- [THE PROBLEM] Copy out the entire listing word for word.

- [EXTRACTED INFORMATION]
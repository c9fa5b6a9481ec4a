use {anyhow::Result, clap::Subcommand};

use crate::open_service;

#[derive(Subcommand)]
pub enum PlatformAction {
    /// List supported tools and their skills directories on this machine.
    List,
    /// List the tools whose skills directory parent exists.
    Detect,
    /// Print the directories `skills scan` looks in.
    Roots,
}

pub async fn handle_platforms(action: PlatformAction) -> Result<()> {
    let service = open_service().await?;
    let env = service.path_env();
    match action {
        PlatformAction::List => {
            for p in service.supported_platforms() {
                println!(
                    "{:<14} {:<16} {}",
                    p.id,
                    p.name,
                    p.resolve_skills_dir(&env).display()
                );
            }
        },
        PlatformAction::Detect => {
            let found = service.detect_installed_platforms().await;
            if found.is_empty() {
                println!("No supported tools detected.");
            }
            for p in found {
                println!("{:<14} {}", p.id, p.name);
            }
        },
        PlatformAction::Roots => {
            for root in service.scan_roots() {
                let owners: Vec<&str> = root.owners.iter().map(|o| o.id.as_str()).collect();
                println!("{} [{}]", root.dir.display(), owners.join(", "));
            }
        },
    }
    Ok(())
}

- [RESULT OF THE TASK]
repository c9fa5b6a9481ec4a
use {anyhow::Result, clap::Subcommand};

use crate::open_service;

#[derive(Subcommand)]
pub enum PlatformAction {
    /// List supported tools and their skills directories on this machine.
    List,
    /// List the tools whose skills directory parent exists.
    Detect,
    /// Print the directories `skills scan` looks in.
    Roots,
}

pub async fn handle_platforms(action: PlatformAction) -> Result<()> {
    let service = open_service().await?;
    let env = service.path_env();
    match action {
        PlatformAction::List => {
            for p in service.supported_platforms() {
                println!(
                    "{:<14} {:<16} {}",
                    p.id,
                    p.name,
                    p.resolve_skills_dir(&env).display()
                );
            }
        },
        PlatformAction::Detect => {
            let found = service.detect_installed_platforms().await;
            if found.is_empty() {
                println!("No supported tools detected.");
            }
            for p in found {
                println!("{:<14} {}", p.id, p.name);
            }
        },
        PlatformAction::Roots => {
            for root in service.scan_roots() {
                let owners: Vec<&str> = root.owners.iter().map(|o| o.id.as_str()).collect();
                println!("{} [{}]", root.dir.display(), owners.join(", "));
            }
        },
    }
    Ok(())
}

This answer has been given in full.